Cover image for D-Day for sports has finally arrived (…in Italy)

Photo: Abigail Keenan

Photo of Tim Mulligan
by Tim Mulligan

Last Friday the sporting world moved one pivotal step closer to a streaming-first future. Sports video subscription service DAZN has now secured the rights to broadcast all Serie A matches for the next three years. This transforms it into the primary broadcaster for Serie A, the top-flight Italian football league which is home to global sporting superstars Cristiano Ronaldo and Zlatan Ibrahimovic. All 10 matches per match week of Serie A will be available on the service with 266 Serie A matches exclusively broadcast on DAZN, and a further 114 co-exclusive matches per season for three seasons, starting 2021/2022. In DAZN’s official statement announcing the deal the service declared:

“It is one of the largest sports streaming deals in history and is a seminal tipping point in the migration of sports consumption from linear pay TV to OTT.”
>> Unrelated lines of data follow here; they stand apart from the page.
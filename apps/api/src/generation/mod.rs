//! Feature functions: job analysis, skill matching, cover letters, tailoring, suggestions.
//!
//! Every feature runs the same cycle per model call:
//! Idle → BuildingPrompt → AwaitingCompletion → ParsingResponse → Success | Failed.
//! There are no automatic retries here; a failed completion fails the feature and
//! the error names the stage it failed in.
//!
//! All model calls go through `CompletionBackend`, never a vendor client.

use std::fmt;

use serde::ser::{Serialize, SerializeStruct, Serializer};
use serde_json::Value;
use thiserror::Error;
use tracing::debug;

use crate::llm_client::json_extract::extract_json_payload;
use crate::llm_client::providers::Operation;
use crate::llm_client::{CompletionBackend, ConversationMessage, ResponseFormat};

pub mod cover_letter;
pub mod handlers;
pub mod jd_parser;
pub mod post_process;
pub mod prompts;
pub mod skills;
pub mod tailor;

// ────────────────────────────────────────────────────────────────────────────
// Errors
// ────────────────────────────────────────────────────────────────────────────

#[derive(Debug, Clone, Copy, PartialEq, Eq, serde::Serialize)]
#[serde(rename_all = "snake_case")]
pub enum Stage {
    Analysis,
    Matching,
    Generation,
    Tailoring,
    Proofreading,
}

impl fmt::Display for Stage {
    fn fmt(&self, f: &mut fmt::Formatter<'_>) -> fmt::Result {
        let label = match self {
            Stage::Analysis => "Job analysis",
            Stage::Matching => "Skill matching",
            Stage::Generation => "Generation",
            Stage::Tailoring => "Tailoring",
            Stage::Proofreading => "Proofreading",
        };
        f.write_str(label)
    }
}

/// Business-level failure of a feature. Serializes as
/// `{"error": "<Stage> failed: …", "stage": …, "request_id": …}`.
#[derive(Debug, Clone, Error)]
#[error("{stage} failed: {message}")]
pub struct FeatureError {
    pub stage: Stage,
    pub message: String,
    pub request_id: String,
}

impl FeatureError {
    pub fn new(stage: Stage, message: impl Into<String>, request_id: &str) -> Self {
        Self {
            stage,
            message: message.into(),
            request_id: request_id.to_string(),
        }
    }
}

impl Serialize for FeatureError {
    fn serialize<S: Serializer>(&self, serializer: S) -> Result<S::Ok, S::Error> {
        let mut body = serializer.serialize_struct("FeatureError", 3)?;
        body.serialize_field("error", &self.to_string())?;
        body.serialize_field("stage", &self.stage)?;
        body.serialize_field("request_id", &self.request_id)?;
        body.end()
    }
}

// ────────────────────────────────────────────────────────────────────────────
// Shared call helpers
// ────────────────────────────────────────────────────────────────────────────

pub(crate) fn new_request_id() -> String {
    uuid::Uuid::new_v4().to_string()
}

/// The fixed two-message shape every feature uses.
pub(crate) fn conversation(system: &str, user: String) -> Vec<ConversationMessage> {
    vec![
        ConversationMessage::system(system),
        ConversationMessage::user(user),
    ]
}

pub(crate) fn to_json(value: &impl serde::Serialize) -> String {
    serde_json::to_string_pretty(value).unwrap_or_else(|_| "{}".to_string())
}

/// One free-text model call. Empty output counts as a failure.
pub(crate) async fn complete_text(
    llm: &dyn CompletionBackend,
    conversation: &[ConversationMessage],
    operation: Operation,
    stage: Stage,
    request_id: &str,
) -> Result<String, FeatureError> {
    debug!(request_id, stage = %stage, "awaiting completion");
    let content = llm
        .chat(conversation, operation, ResponseFormat::Text, request_id)
        .await
        .into_result()
        .map_err(|e| FeatureError::new(stage, e, request_id))?;

    if content.trim().is_empty() {
        return Err(FeatureError::new(stage, "model returned no text", request_id));
    }
    Ok(content)
}

/// One JSON model call; the payload is dug out of whatever text surrounds it.
pub(crate) async fn complete_json(
    llm: &dyn CompletionBackend,
    conversation: &[ConversationMessage],
    operation: Operation,
    stage: Stage,
    request_id: &str,
) -> Result<Value, FeatureError> {
    debug!(request_id, stage = %stage, "awaiting completion");
    let content = llm
        .chat(conversation, operation, ResponseFormat::Json, request_id)
        .await
        .into_result()
        .map_err(|e| FeatureError::new(stage, e, request_id))?;

    debug!(request_id, stage = %stage, "parsing response");
    extract_json_payload(&content).ok_or_else(|| {
        let preview: String = content.trim().chars().take(120).collect();
        FeatureError::new(
            stage,
            format!("response was not valid JSON: {preview:?}"),
            request_id,
        )
    })
}

// ────────────────────────────────────────────────────────────────────────────
// Scripted backend for pipeline tests
// ────────────────────────────────────────────────────────────────────────────

#[cfg(test)]
pub(crate) mod testing {
    use std::collections::VecDeque;
    use std::sync::Mutex;

    use async_trait::async_trait;

    use crate::llm_client::providers::Operation;
    use crate::llm_client::{
        CompletionBackend, CompletionResult, ConversationMessage, ResponseFormat, Usage,
    };

    /// Replies with canned outputs in order and records every conversation it saw.
    pub struct ScriptedBackend {
        replies: Mutex<VecDeque<Result<String, String>>>,
        pub calls: Mutex<Vec<(Operation, Vec<ConversationMessage>)>>,
    }

    impl ScriptedBackend {
        pub fn new(replies: Vec<Result<&str, &str>>) -> Self {
            Self {
                replies: Mutex::new(
                    replies
                        .into_iter()
                        .map(|r| r.map(str::to_string).map_err(str::to_string))
                        .collect(),
                ),
                calls: Mutex::new(Vec::new()),
            }
        }

        pub fn call_count(&self) -> usize {
            self.calls.lock().unwrap().len()
        }

        /// Every message text sent to the model, joined.
        pub fn sent_text(&self) -> String {
            self.calls
                .lock()
                .unwrap()
                .iter()
                .flat_map(|(_, msgs)| msgs.iter().map(|m| m.content.clone()))
                .collect::<Vec<_>>()
                .join("\n")
        }
    }

    #[async_trait]
    impl CompletionBackend for ScriptedBackend {
        async fn chat(
            &self,
            conversation: &[ConversationMessage],
            operation: Operation,
            _format: ResponseFormat,
            request_id: &str,
        ) -> CompletionResult {
            self.calls
                .lock()
                .unwrap()
                .push((operation, conversation.to_vec()));
            let reply = self
                .replies
                .lock()
                .unwrap()
                .pop_front()
                .unwrap_or_else(|| Err("Connection failed: script exhausted".to_string()));

            let (success, content, error_message) = match reply {
                Ok(text) => (true, text, None),
                Err(e) => (false, String::new(), Some(e)),
            };
            CompletionResult {
                success,
                content,
                model_used: "scripted".to_string(),
                usage: Usage::default(),
                error_message,
                error_kind: None,
                request_id: request_id.to_string(),
            }
        }
    }
}

#[cfg(test)]
mod tests {
    use super::*;
    use serde_json::json;

    #[test]
    fn test_feature_error_body_has_error_and_request_id() {
        let err = FeatureError::new(Stage::Matching, "Rate limit exceeded: slow down", "req-1");
        let body = serde_json::to_value(&err).unwrap();
        assert_eq!(
            body,
            json!({
                "error": "Skill matching failed: Rate limit exceeded: slow down",
                "stage": "matching",
                "request_id": "req-1"
            })
        );
    }

    #[tokio::test]
    async fn test_complete_json_reports_unparseable_output() {
        let llm = testing::ScriptedBackend::new(vec![Ok("Sorry, I can't do that.")]);
        let conv = conversation("sys", "user".to_string());
        let err = complete_json(&llm, &conv, Operation::JobAnalysis, Stage::Analysis, "r1")
            .await
            .unwrap_err();
        assert_eq!(err.stage, Stage::Analysis);
        assert!(err.message.contains("not valid JSON"));
        assert_eq!(err.request_id, "r1");
    }

    #[tokio::test]
    async fn test_complete_text_propagates_gateway_error_unchanged() {
        let llm = testing::ScriptedBackend::new(vec![Err("Connection failed: refused")]);
        let conv = conversation("sys", "user".to_string());
        let err = complete_text(&llm, &conv, Operation::Suggestions, Stage::Generation, "r2")
            .await
            .unwrap_err();
        assert_eq!(err.to_string(), "Generation failed: Connection failed: refused");
    }
}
This public relations hyperbole does now accurately reflect market realities, and DAZN is now definitively a market disruptor – not just in sports broadcasting, but also indirectly in the wider world of video and pay-TV.

Both Amazon and DAZN are leading D-Day disruption in sports

D-Day for Sports Rights, where between 2021 and 2024 the most valuable and important sports rights on the planet come up for renegotiation, is now upon us. Traditionally sports rights have been a closely-held core asset in the pay-TV ecosystem, valuable because of their premium live broadcast scarcity value – which has made them a magnet for advertisers keen to reach mainstream consumers who, until last year, predominately consumed and paid for linear TV content. While MIDiA warned of a sports right bubble back in 2018, it took the current COVID-19 pandemic to accelerate the long-term secular trend away from traditional pay-TV, and towards contract-free, low subscriber revenue-based streaming substitutive services. Cable and satellite operators have increasingly over-bid for tier-one sports rights in a rear guard battle to retain their key market USP and exclusive access to the live sports that matter to older, valuable pay-TV customers. 
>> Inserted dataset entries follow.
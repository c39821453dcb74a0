// All LLM prompt constants for the feature functions.
// Reuses cross-cutting fragments from llm_client::prompts.

use once_cell::sync::Lazy;
use regex::{Captures, Regex};

static PLACEHOLDER: Lazy<Regex> = Lazy::new(|| Regex::new(r"\{([a-z_]+)\}").expect("valid regex"));

/// Fills `{name}` placeholders in one pass. Substituted text is never re-scanned, so a
/// resume or posting that happens to contain `{job_description}` stays literal.
/// Unknown placeholders are left as they are.
pub fn fill(template: &str, values: &[(&str, &str)]) -> String {
    PLACEHOLDER
        .replace_all(template, |caps: &Captures| {
            values
                .iter()
                .find(|(name, _)| *name == &caps[1])
                .map(|(_, value)| value.to_string())
                .unwrap_or_else(|| caps[0].to_string())
        })
        .into_owned()
}

/// System prompt for job-description analysis.
pub const JOB_ANALYSIS_SYSTEM: &str = "You are an expert recruiter and job description analyst. \
    Extract structured information from job postings accurately. \
    You MUST respond with valid JSON only. \
    Do NOT include any text outside the JSON object.";

/// Replace `{job_description}` before sending.
pub const JOB_ANALYSIS_PROMPT_TEMPLATE: &str = r#"Analyze the following job description and return a JSON object with this EXACT schema:
{
  "company_name": "Name of the hiring company, or \"Unknown Company\" if not stated",
  "job_position": "Exact job title, or \"Unknown Position\" if not stated",
  "required_skills": ["skills explicitly required"],
  "preferred_skills": ["nice-to-have skills"],
  "key_responsibilities": ["main duties of the role"],
  "required_experience": ["years / domains / seniority requirements"],
  "keywords": ["important ATS keywords"]
}

Rules:
- Copy the company name and job title exactly as written in the posting.
- Keep every list item short (a skill, tool or phrase, not a sentence).
- Use empty lists when the posting says nothing about a field.

JOB DESCRIPTION:
{job_description}"#;

/// System prompt for skill matching.
pub const SKILL_MATCH_SYSTEM: &str = "You are a career advisor who compares a candidate's skills \
    with a job's requirements honestly. \
    You MUST respond with valid JSON only.";

/// Replace `{resume_skills}`, `{job_analysis}` before sending.
pub const SKILL_MATCH_PROMPT_TEMPLATE: &str = r#"Compare the candidate's skills with the job requirements.

CANDIDATE SKILLS (JSON):
{resume_skills}

JOB ANALYSIS (JSON):
{job_analysis}

Return a JSON object with this EXACT schema:
{
  "matching_skills": ["candidate skills that satisfy a required or preferred skill"],
  "missing_skills": ["required or preferred skills the candidate does not list"],
  "recommendations": ["short, concrete advice on presenting or closing gaps"]
}

Rules:
- A skill only matches if the candidate actually lists it or an obvious equivalent.
- Never move a missing skill into matching_skills to make the candidate look better."#;

/// System prompt for cover-letter body generation.
pub const COVER_LETTER_SYSTEM: &str = "You are a professional cover letter writer. \
    You write concise, specific, honest letter bodies in plain text.";

/// Replace `{grounding_instruction}`, `{privacy_note}`, `{company_name}`, `{job_position}`,
/// `{matching_skills}`, `{missing_skills}`, `{resume_json}`, `{job_description}`,
/// `{user_instructions}` before sending.
pub const COVER_LETTER_PROMPT_TEMPLATE: &str = r#"{grounding_instruction}

{privacy_note}

Write the BODY of a cover letter for the position of {job_position} at {company_name}.

MATCHING SKILLS (you may cite ONLY these as strengths):
{matching_skills}

MISSING SKILLS (acknowledge willingness to learn; NEVER claim experience or mastery):
{missing_skills}

CANDIDATE RESUME (JSON, personal details removed):
{resume_json}

JOB DESCRIPTION:
{job_description}

ADDITIONAL INSTRUCTIONS FROM THE CANDIDATE:
{user_instructions}

HARD RULES:
1. Output 3-4 paragraphs of body text only.
2. NO header, NO date, NO addresses, NO contact details.
3. NO greeting line ("Dear ...") and NO closing or signature ("Sincerely, ..."). These are added later.
4. NO placeholders in square brackets.
5. Plain text, no markdown."#;

/// System prompt for the tailoring pass.
pub const TAILOR_SYSTEM: &str = "You are an expert resume writer who tailors resumes to a \
    specific job without inventing anything. You MUST respond with valid JSON only.";

/// Replace `{grounding_instruction}`, `{privacy_note}`, `{resume_json}`, `{job_description}`.
pub const TAILOR_PROMPT_TEMPLATE: &str = r#"{grounding_instruction}

{privacy_note}

Tailor this resume for the job description below.

RESUME (JSON):
{resume_json}

JOB DESCRIPTION:
{job_description}

You MAY:
- reorder entries and bullet points so the most relevant come first
- rephrase descriptions to mirror the job's language
- add a job keyword ONLY where the resume already shows evidence of it
- write a tailored top-level "summary" string

You MUST NOT:
- delete any entry (jobs, projects, education, skills)
- invent achievements, metrics, employers, dates or skills
- rename or remove JSON field names

Return the complete tailored resume as a JSON object with the same structure as the input."#;

/// System prompt for the copy-edit pass.
pub const PROOFREAD_SYSTEM: &str = "You are a meticulous copy editor. You fix language only. \
    You MUST respond with valid JSON only.";

/// Replace `{resume_json}`.
pub const PROOFREAD_PROMPT_TEMPLATE: &str = r#"Proofread the resume below.

RESUME (JSON):
{resume_json}

Fix ONLY spelling, grammar, punctuation and awkward phrasing.
Do NOT change field names, structure, facts, numbers, dates, company names or job titles.
Do NOT add or remove entries.

Return the corrected resume as a JSON object with exactly the same structure."#;

/// System prompt for improvement suggestions.
pub const SUGGESTIONS_SYSTEM: &str = "You are a senior career coach giving practical, \
    specific resume feedback.";

/// Replace `{privacy_note}`, `{resume_json}`, `{job_description}`.
pub const SUGGESTIONS_PROMPT_TEMPLATE: &str = r#"{privacy_note}

Review this resume against the job description and suggest improvements.

RESUME (JSON):
{resume_json}

JOB DESCRIPTION:
{job_description}

Give 5-8 concrete suggestions as a bulleted list. For each, say what to change and why it
matters for this job. Point out missing keywords the candidate could honestly add, weak
bullet points worth quantifying, and sections to reorder. Do not rewrite the whole resume."#;

#[cfg(test)]
mod tests {
    use super::*;

    #[test]
    fn test_fill_does_not_rescan_substituted_text() {
        let filled = fill(
            "JD: {job_description}\nNotes: {user_instructions}",
            &[
                ("job_description", "we want {user_instructions} here"),
                ("user_instructions", "keep it short"),
            ],
        );
        assert_eq!(filled, "JD: we want {user_instructions} here\nNotes: keep it short");
    }

    #[test]
    fn test_fill_leaves_json_schema_and_unknown_names_alone() {
        let filled = fill(JOB_ANALYSIS_PROMPT_TEMPLATE, &[("job_description", "Acme is hiring")]);
        assert!(filled.contains("\"company_name\""));
        assert!(filled.contains("Acme is hiring"));
        assert!(!filled.contains("{job_description}"));
        assert_eq!(fill("{other}", &[]), "{other}");
    }
}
That was until they could no longer justify the return on investment calculations involved. A month after MIDiA’s warning of the sports bubble, and the English Premier League (EPL) rights saw the first impacts of rights disruptions. BT backed off bidding for some of its previously allocated rights (paving the way for Amazon to acquire their first football rights in the UK market) and Sky, the other domestic rights holder, had a reduced rights offer accepted for the majority of the rights, leading to a first-ever 13.2% decline in the EPL. The stage was set for a 2021-2024 recalibration of sports rights, led by nascent interest from the tech majors. This ultimately led to March’s NFL broadcast rights announcement.
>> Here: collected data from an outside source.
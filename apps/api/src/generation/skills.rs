//! Skill matching: which of the candidate's skills fit the job, and which are missing.

use serde::{Deserialize, Serialize};
use serde_json::Value;
use tracing::info;

use crate::generation::jd_parser::JobAnalysis;
use crate::generation::prompts::{fill, SKILL_MATCH_PROMPT_TEMPLATE, SKILL_MATCH_SYSTEM};
use crate::generation::{complete_json, conversation, new_request_id, to_json, FeatureError, Stage};
use crate::llm_client::providers::Operation;
use crate::llm_client::CompletionBackend;

#[derive(Debug, Clone, Default, PartialEq, Serialize, Deserialize)]
pub struct SkillMatch {
    pub matching_skills: Vec<String>,
    pub missing_skills: Vec<String>,
    pub recommendations: Vec<String>,
}

/// Flattens the many ways resumes store skills into plain names.
///
/// Accepts strings, `[name, level]` pairs, `{name}` / `{skill}` objects, and category
/// objects whose values are any of those (`{"languages": ["Rust", "Go"]}`).
pub fn skill_names(skills: &Value) -> Vec<String> {
    let mut names = Vec::new();
    collect_skill_names(skills, false, &mut names);
    let mut seen = std::collections::HashSet::new();
    names.retain(|n| seen.insert(n.to_lowercase()));
    names
}

fn collect_skill_names(value: &Value, in_list: bool, out: &mut Vec<String>) {
    match value {
        Value::String(s) => {
            let s = s.trim();
            if !s.is_empty() {
                out.push(s.to_string());
            }
        }
        // A two-element entry inside a skill list is a positional pair: name first.
        Value::Array(items)
            if in_list && items.len() == 2 && items[0].is_string() && !items[1].is_array() =>
        {
            collect_skill_names(&items[0], false, out);
        }
        Value::Array(items) => items.iter().for_each(|item| collect_skill_names(item, true, out)),
        Value::Object(o) => match ["name", "skill"].iter().find_map(|k| o.get(*k)) {
            Some(name) => collect_skill_names(name, false, out),
            None => o.values().for_each(|v| collect_skill_names(v, false, out)),
        },
        _ => {}
    }
}

fn names_from(value: &Value, key: &str) -> Vec<String> {
    value.get(key).map(skill_names).unwrap_or_default()
}

/// Compares the candidate's skills with the analysed job.
///
/// With no skills on the resume there is nothing to compare and no model call is made:
/// every required skill is missing.
pub async fn identify_relevant_skills(
    llm: &dyn CompletionBackend,
    resume_skills: &Value,
    analysis: &JobAnalysis,
) -> Result<SkillMatch, FeatureError> {
    let candidate = skill_names(resume_skills);
    if candidate.is_empty() {
        return Ok(SkillMatch {
            matching_skills: Vec::new(),
            missing_skills: analysis.required_skills.clone(),
            recommendations: Vec::new(),
        });
    }

    let request_id = new_request_id();
    let prompt = fill(
        SKILL_MATCH_PROMPT_TEMPLATE,
        &[
            ("resume_skills", to_json(&candidate).as_str()),
            ("job_analysis", to_json(analysis).as_str()),
        ],
    );
    let conv = conversation(SKILL_MATCH_SYSTEM, prompt);

    let value = complete_json(llm, &conv, Operation::SkillMatching, Stage::Matching, &request_id).await?;
    let result = SkillMatch {
        matching_skills: names_from(&value, "matching_skills"),
        missing_skills: names_from(&value, "missing_skills"),
        recommendations: names_from(&value, "recommendations"),
    };
    info!(
        request_id = %request_id,
        matching = result.matching_skills.len(),
        missing = result.missing_skills.len(),
        "Skills matched"
    );
    Ok(result)
}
While the new 11-year NFL deal may at first glance appear to merely continue the inflationary bubble initiated by traditional pay-TV, there is a catalyst driving this increased valuation which explains why the operators and networks are being asked to in some cases double the amount they will have to pay for maintaining their existing sports rights portfolios. That catalyst is Amazon. The new deal sees Amazon increase its payments to the NFL by 15 times as it transforms its digital Thursday Night Football (TNF) coverage into Exclusive Broadcast Coverage (TV and digital). For ten years starting in 2023, NFL fans will need an Amazon Prime subscription to be able to watch TNF. Harnessing the fear of where else deep-pocked Amazon may cast its covetous gaze has empowered the NFL to ramp up its pricing for its traditional TV distributors, who are also now heavily committed to the D2C big bang moment and are therefore keen to leverage premium sports coverage as a key differentiator in their accelerating domestic market share battle with subscription video on demand (SVOD) incumbent Netflix. 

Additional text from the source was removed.